So, You Got Curved?
You’ve been seeing someone for sometime or you’ve had your eye on someone for x-amount of time. That person reveals through text they are just not that into you. You do what many people do when they are stuck on a problem and “Google it.” Upon searching on Google you come across an article written by [shameless unplug] and they’re claiming to be the expert(s) on how one should respond to being curved via text. You click on their article and you see these responses.
- No worries at all. Seriously, thanks for letting me know.
- I understand and thanks for being honest. Good luck out there!

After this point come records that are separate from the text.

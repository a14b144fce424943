//! Expansion of presets into tagged configurations.

use std::collections::BTreeMap;
use std::path::Path;

use serde::{Deserialize, Serialize};

use crate::acquire::{EncoderRecipe, run_git};
use crate::catalog::{Catalog, ParamValue};
use crate::error::{Error, Result};

/// Revision of the encoder under development.
#[derive(Debug, Clone, PartialEq, Eq, Serialize, Deserialize)]
pub struct Revision {
    /// Short commit id.
    pub id: String,
    /// Commit subject line.
    pub message: String,
}

impl Revision {
    /// Placeholder used when no revision is known.
    pub const UNKNOWN: &'static str = "unknown";

    /// Read the revision from git in `dir`, falling back to `unknown`.
    #[must_use]
    pub fn detect(dir: &Path) -> Self {
        Self {
            id: run_git(dir, &["rev-parse", "--short", "HEAD"])
                .unwrap_or_else(|| Self::UNKNOWN.to_string()),
            message: run_git(dir, &["log", "-1", "--pretty=%s"]).unwrap_or_default(),
        }
    }

    /// A revision given explicitly.
    #[must_use]
    pub fn fixed(id: impl Into<String>) -> Self {
        Self {
            id: id.into(),
            message: String::new(),
        }
    }
}

/// One point of a preset's parameter cross product.
#[derive(Debug, Clone)]
pub struct Configuration {
    /// Preset the configuration came from.
    pub preset: String,
    /// Unique label, `preset[#revision][@k=v,...]`.
    pub tag: String,
    /// Chosen value per swept parameter.
    pub params: BTreeMap<String, ParamValue>,
    /// Quantization levels to sample.
    pub qps: Vec<i32>,
    /// Encoder invocation for this configuration.
    pub encoder: EncoderRecipe,
}

impl Configuration {
    /// Configuration of `preset` with explicit parameter values.
    pub fn new(
        catalog: &Catalog,
        preset: &str,
        params: BTreeMap<String, ParamValue>,
        revision: &Revision,
    ) -> Result<Self> {
        let spec = catalog.preset(preset)?;
        let tag = make_tag(preset, spec.candidate.then_some(revision.id.as_str()), &params);
        let encoder = EncoderRecipe::from_preset(catalog, preset, &params, Some(tag.clone()))?;
        Ok(Self {
            preset: preset.to_string(),
            tag,
            params,
            qps: spec.base_values()?,
            encoder,
        })
    }

    /// Shift every QP by `offset`.
    #[must_use]
    pub fn with_qp_offset(mut self, offset: i32) -> Self {
        for qp in &mut self.qps {
            *qp += offset;
        }
        self
    }
}

/// Configuration tag: `preset`, `#revision` for the candidate encoder, then
/// `@k=v,...` when there are parameters.
#[must_use]
pub fn make_tag(preset: &str, revision: Option<&str>, params: &BTreeMap<String, ParamValue>) -> String {
    let mut tag = preset.to_string();
    if let Some(rev) = revision {
        tag.push('#');
        tag.push_str(rev);
    }
    if !params.is_empty() {
        let desc: Vec<String> = params.iter().map(|(k, v)| format!("{k}={v}")).collect();
        tag.push('@');
        tag.push_str(&desc.join(","));
    }
    tag
}

/// Cross product of a preset's non-base parameters.
///
/// Parameters vary in name order, the last one fastest. A preset without
/// swept parameters yields exactly one configuration.
pub fn expand(catalog: &Catalog, preset: &str, revision: &Revision) -> Result<Vec<Configuration>> {
    let spec = catalog.preset(preset)?;
    let mut combos: Vec<BTreeMap<String, ParamValue>> = vec![BTreeMap::new()];
    for (name, values) in spec.swept_parameters() {
        combos = combos
            .into_iter()
            .flat_map(|combo| {
                values.iter().map(move |value| {
                    let mut next = combo.clone();
                    next.insert(name.clone(), value.clone());
                    next
                })
            })
            .collect();
    }

    let configs = combos
        .into_iter()
        .map(|params| Configuration::new(catalog, preset, params, revision))
        .collect::<Result<Vec<_>>>()?;

    let mut seen = std::collections::BTreeSet::new();
    if let Some(dup) = configs.iter().find(|c| !seen.insert(c.tag.as_str())) {
        return Err(Error::Catalog(format!("duplicate configuration tag '{}'", dup.tag)));
    }
    Ok(configs)
}
#[cfg(all(test, unix))]
pub(crate) mod tests {
    use super::*;
    use crate::acquire::tests::{stub_encoder, stub_metric, video};
    use crate::acquire::{EncoderRecipe, ScratchDir};
    use crate::bd::BdMode;
    use std::path::Path;

    pub(crate) fn configuration(dir: &Path, tag: &str, qps: &[i32], scale: u32) -> Configuration {
        let mut command = stub_encoder(dir);
        if scale != 1000 {
            let script = dir.join(format!("encode_{scale}.sh"));
            std::fs::write(
                &script,
                format!("printf 'x' > \"$output\"\necho $(( (60 - qp) * {scale} ))\n"),
            )
            .unwrap();
            command.args = vec![script.display().to_string()];
        }
        Configuration {
            preset: tag.split('@').next().unwrap_or(tag).to_string(),
            tag: tag.to_string(),
            params: BTreeMap::new(),
            qps: qps.to_vec(),
            encoder: EncoderRecipe {
                tag: tag.to_string(),
                target: "wrenc".to_string(),
                command,
                params: BTreeMap::new(),
                extension: "vvc".to_string(),
            },
        }
    }

    pub(crate) fn acquirer(dir: &Path) -> Acquirer {
        let scratch = ScratchDir::create(Some(&dir.join("scratch")), "sweep", false).unwrap();
        let metrics = BTreeMap::from([("PSNR".to_string(), stub_metric(dir))]);
        Acquirer::new(scratch, metrics, "PSNR", "Avg")
    }

    fn second_video(dir: &Path) -> VideoDescriptor {
        VideoDescriptor {
            name: "other.yuv".to_string(),
            path: dir.join("other.yuv"),
            ..video(dir)
        }
    }

    #[test]
    fn test_sweep_scores_against_baseline() {
        let dir = tempfile::tempdir().unwrap();
        let qps = [22, 27, 32, 37];
        let plan = SweepPlan::new(
            vec![
                configuration(dir.path(), "x265", &qps, 1000),
                configuration(dir.path(), "fast@depth=1", &qps, 900),
            ],
            vec![video(dir.path()), second_video(dir.path())],
            "x265",
        )
        .unwrap();
        assert_eq!(plan.task_count(), 16);

        let pool = TaskPool::new(4).unwrap();
        let outcome = run_sweep(&plan, &acquirer(dir.path()), &pool, &SweepOptions::default()).unwrap();

        assert!(outcome.skipped.is_empty());
        assert_eq!(outcome.table.videos.len(), 2);
        assert!((outcome.table.summary["x265"] - 1.0).abs() < 1e-12);
        assert!((outcome.table.summary["fast@depth=1"] - 0.9).abs() < 1e-9);

        let records = &outcome.summary.results["fast"]["fast@depth=1"]["clip.yuv"];
        let qps_seen: Vec<i32> = records.iter().map(|r| r.qp).collect();
        assert_eq!(qps_seen, qps);
    }

    #[test]
    fn test_log_mode_relative_to_best() {
        let dir = tempfile::tempdir().unwrap();
        let qps = [22, 27, 32, 37];
        let plan = SweepPlan::new(
            vec![
                configuration(dir.path(), "x265", &qps, 1000),
                configuration(dir.path(), "fast", &qps, 800),
            ],
            vec![video(dir.path())],
            "x265",
        )
        .unwrap();
        let options = SweepOptions {
            bd: BdOptions::new(50, BdMode::Log),
            reference: Reference::Best,
            ..SweepOptions::default()
        };

        let pool = TaskPool::new(2).unwrap();
        let outcome = run_sweep(&plan, &acquirer(dir.path()), &pool, &options).unwrap();
        assert!((outcome.table.summary["fast"] - 1.0).abs() < 1e-12);
        assert!((outcome.table.summary["x265"] - 1.25).abs() < 1e-9);
        assert!(outcome.table.baseline.is_none());
    }

    #[test]
    fn test_failure_policies() {
        let dir = tempfile::tempdir().unwrap();
        let qps = [22, 27, 32, 37];
        let mut broken = configuration(dir.path(), "broken", &qps, 1000);
        let script = dir.path().join("broken.sh");
        std::fs::write(&script, "[ \"$qp\" = 32 ] && exit 2\necho 100\n").unwrap();
        broken.encoder.command.args = vec![script.display().to_string()];

        let plan = SweepPlan::new(
            vec![configuration(dir.path(), "x265", &qps, 1000), broken],
            vec![video(dir.path())],
            "x265",
        )
        .unwrap();
        let pool = TaskPool::new(2).unwrap();

        let err = run_sweep(&plan, &acquirer(dir.path()), &pool, &SweepOptions::default()).unwrap_err();
        assert!(matches!(err, Error::Comparison { ref tag, .. } if tag == "broken"));

        let options = SweepOptions {
            failure: FailurePolicy::SkipVideo,
            ..SweepOptions::default()
        };
        // The only video is skipped, so nothing is left to report.
        let err = run_sweep(&plan, &acquirer(dir.path()), &pool, &options).unwrap_err();
        assert!(matches!(err, Error::Report(_)));
    }

    #[test]
    fn test_skip_video_keeps_other_videos() {
        let dir = tempfile::tempdir().unwrap();
        let qps = [22, 27, 32, 37];
        let mut flaky = configuration(dir.path(), "fast", &qps, 1000);
        let script = dir.path().join("flaky.sh");
        std::fs::write(
            &script,
            "case \"$input\" in *other*) exit 1;; esac\nprintf 'x' > \"$output\"\necho $(( (60 - qp) * 950 ))\n",
        )
        .unwrap();
        flaky.encoder.command.args = vec![script.display().to_string()];

        let plan = SweepPlan::new(
            vec![configuration(dir.path(), "x265", &qps, 1000), flaky],
            vec![video(dir.path()), second_video(dir.path())],
            "x265",
        )
        .unwrap();
        let options = SweepOptions {
            failure: FailurePolicy::SkipVideo,
            ..SweepOptions::default()
        };
        let pool = TaskPool::new(4).unwrap();
        let outcome = run_sweep(&plan, &acquirer(dir.path()), &pool, &options).unwrap();

        assert_eq!(outcome.skipped.len(), 1);
        assert_eq!(outcome.skipped[0].video, "other.yuv");
        assert_eq!(outcome.table.videos.len(), 1);
        assert!(outcome.table.videos.contains_key("clip.yuv"));
        assert!((outcome.table.summary["fast"] - 0.95).abs() < 1e-9);
    }

    #[test]
    fn test_plan_requires_baseline() {
        let dir = tempfile::tempdir().unwrap();
        let result = SweepPlan::new(
            vec![configuration(dir.path(), "fast", &[22, 27], 1000)],
            vec![video(dir.path())],
            "x265",
        );
        assert!(result.is_err());
    }

    #[test]
    fn test_plan_rejects_colliding_titles() {
        let dir = tempfile::tempdir().unwrap();
        let qps = [22, 27];
        let spaced = VideoDescriptor {
            name: "clip one.yuv".to_string(),
            ..video(dir.path())
        };
        let underscored = VideoDescriptor {
            name: "clip_one.yuv".to_string(),
            ..video(dir.path())
        };
        let err = SweepPlan::new(
            vec![configuration(dir.path(), "x265", &qps, 1000)],
            vec![spaced, underscored],
            "x265",
        )
        .unwrap_err();
        assert!(matches!(err, Error::Catalog(ref m) if m.contains("collides")));

        let result = SweepPlan::new(
            vec![
                configuration(dir.path(), "x265", &qps, 1000),
                configuration(dir.path(), "fast@mode=a b", &qps, 1000),
                configuration(dir.path(), "fast@mode=a_b", &qps, 1000),
            ],
            vec![video(dir.path())],
            "x265",
        );
        assert!(result.is_err());

        let plan = SweepPlan::new(
            vec![configuration(dir.path(), "x265", &qps, 1000)],
            vec![
                VideoDescriptor {
                    name: "clip.420.yuv".to_string(),
                    ..video(dir.path())
                },
                VideoDescriptor {
                    name: "clip.444.yuv".to_string(),
                    ..video(dir.path())
                },
            ],
            "x265",
        );
        assert!(plan.is_ok());
    }

    #[test]
    fn test_plan_from_catalog() {
        let dir = tempfile::tempdir().unwrap();
        crate::catalog::tests::write_catalog(dir.path());
        let catalog = Catalog::load(dir.path()).unwrap();

        let mut plan =
            SweepPlan::from_catalog(&catalog, &catalog.config.default_presets, &Revision::fixed("r1"))
                .unwrap();
        assert_eq!(plan.baseline, "x265");
        let tags: Vec<&str> = plan.configurations.iter().map(|c| c.tag.as_str()).collect();
        assert_eq!(tags, ["x265", "fast#r1@depth=1", "fast#r1@depth=2"]);

        plan.retain_videos(&["b.yuv".to_string()]).unwrap();
        assert_eq!(plan.videos.len(), 1);
        assert!(plan.retain_videos(&["zzz.yuv".to_string()]).is_err());
    }
}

- It’s been fun and I’m sorry things didn’t workout. But that’s just how it goes sometimes and I totally get it.
- Hmm. Now what I’m gonna do with this engagement ring? LOL but seriously, I appreciate you for being honest.
- Hey, thanks got just telling me how you feel. That’s way classier than just ghosting. Best of luck out there!
- Cool. Friends it is.
- That’s okay. I totally understand. It was still really fun getting to know you.
- It’s cool. See you around sometime.
- No problem. Sorry if that was awkward. Friends?
- I know that’s probably a really hard message to write, so even though it’s not the answer I was hoping for I want you to know I appreciate you being honest.
- I can’t lie that’s a bummer but I get it. Wanna be friends?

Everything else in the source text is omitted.